FL551V旋盤には2つの顔があります。まず、衝撃的な事実として、輸入された段階でこれほど品質の悪い機械はないということです。塗装はひどく、ボディは傷だらけ。梱包用の箱も劣悪。これが新品なのか、中古品でも、もっとマシな機械があるのではないか、と言いたくなるくらいの惨憺たる状態で入荷されます。この機種は取扱いを開始して3年以上経ちますが、年々品質が悪くなり、最近、入荷したロットなどは、ベッドの裏側の処理が悪く、機能上の問題も深刻なレベルでした。このため、機械全体を分解し、ベッドを丸裸にした上で、フライス盤にかけて再加工せざるを得なくなりました。大きな決断でした。

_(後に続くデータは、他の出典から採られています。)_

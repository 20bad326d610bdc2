//! Collision and placement - fit tests and painting shapes onto the board
//!
//! `fits_at` is a pure occupancy check: walls and floor are occupied cells, so any
//! anchor that would push a shape off the playfield collides with them.
//!
//! `place` is the single write primitive, used both to lock a piece for good and
//! to paint/erase the active piece around a redraw. Transient painting goes
//! through [`Painted`], which erases on drop, so outside a paint transaction the
//! board holds locked cells only.

use crate::board::Board;
use crate::shapes::Shape;

/// True iff every cell of `shape` anchored at `anchor` is on the board and empty.
pub fn fits_at(board: &Board, shape: Shape, anchor: usize) -> bool {
    match shape.cells(anchor) {
        Some(cells) => cells.iter().all(|&idx| !board.is_occupied(idx)),
        None => false,
    }
}

/// Write `value` into every cell of `shape` anchored at `anchor`.
///
/// # Panics
///
/// Panics if the shape reaches outside the board buffer. Callers only place
/// shapes at anchors that passed [`fits_at`] (or were painted from one).
pub fn place(board: &mut Board, shape: Shape, anchor: usize, value: bool) {
    let Some(cells) = shape.cells(anchor) else {
        panic!("{shape:?} at anchor {anchor} reaches outside the board");
    };
    for idx in cells {
        board.set_occupied(idx, value);
    }
}

/// The active piece painted onto the board for the lifetime of the guard.
pub struct Painted<'a> {
    board: &'a mut Board,
    shape: Shape,
    anchor: usize,
}

impl<'a> Painted<'a> {
    pub fn new(board: &'a mut Board, shape: Shape, anchor: usize) -> Self {
        place(board, shape, anchor, true);
        Self {
            board,
            shape,
            anchor,
        }
    }

    /// Board with the piece painted in.
    pub fn board(&self) -> &Board {
        &*self.board
    }
}

impl Drop for Painted<'_> {
    fn drop(&mut self) {
        place(self.board, self.shape, self.anchor, false);
    }
}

一方、「素材」としてのFL551Vは非常に魅力的です。件のベッドにしても、修正加工した裏側はともかく、摺動面は高周波焼き入れの上、精密研磨されています。主軸の貫通穴が26mmというのもうれしい。ですから、しかるべき処置を講じれば、この機械はものすごく光るのです。
いずれにせよ、この機械の整備時間は当初の想定をはるかに超えるものになりました。このような事態を受けて、やむを得ずこの機種の作業内容、工程を根底から見直しました。それに加えて、中国の人件費高騰による度重なる値上げ(品質が悪くなっているのに、値上げとは全く納得がいきませんが・・・)と、最近の急激な円安というダブルパンチにより、誠に遺憾ながら、この機種については大幅な値上げを余儀なくされました。
整備により、輸入した時とは見違えるほどの品質になりましたが、元が悪すぎるのでどうしても外観的には完全なAタイプにはなりません。私たちの目からみれば、小さな色ムラなどが残り、やや難ありです。だから依然としてMSタイプのままですが、機能的にはほぼAタイプといってもいいでしょう。
いま出荷しているFL551Vは、少なくともメカ部分の品質については規定通りのレベルに仕上がり、実用上は全く問題のない機械に生まれ変わりました。限りなくAタイプに近いMSタイプといえるでしょう。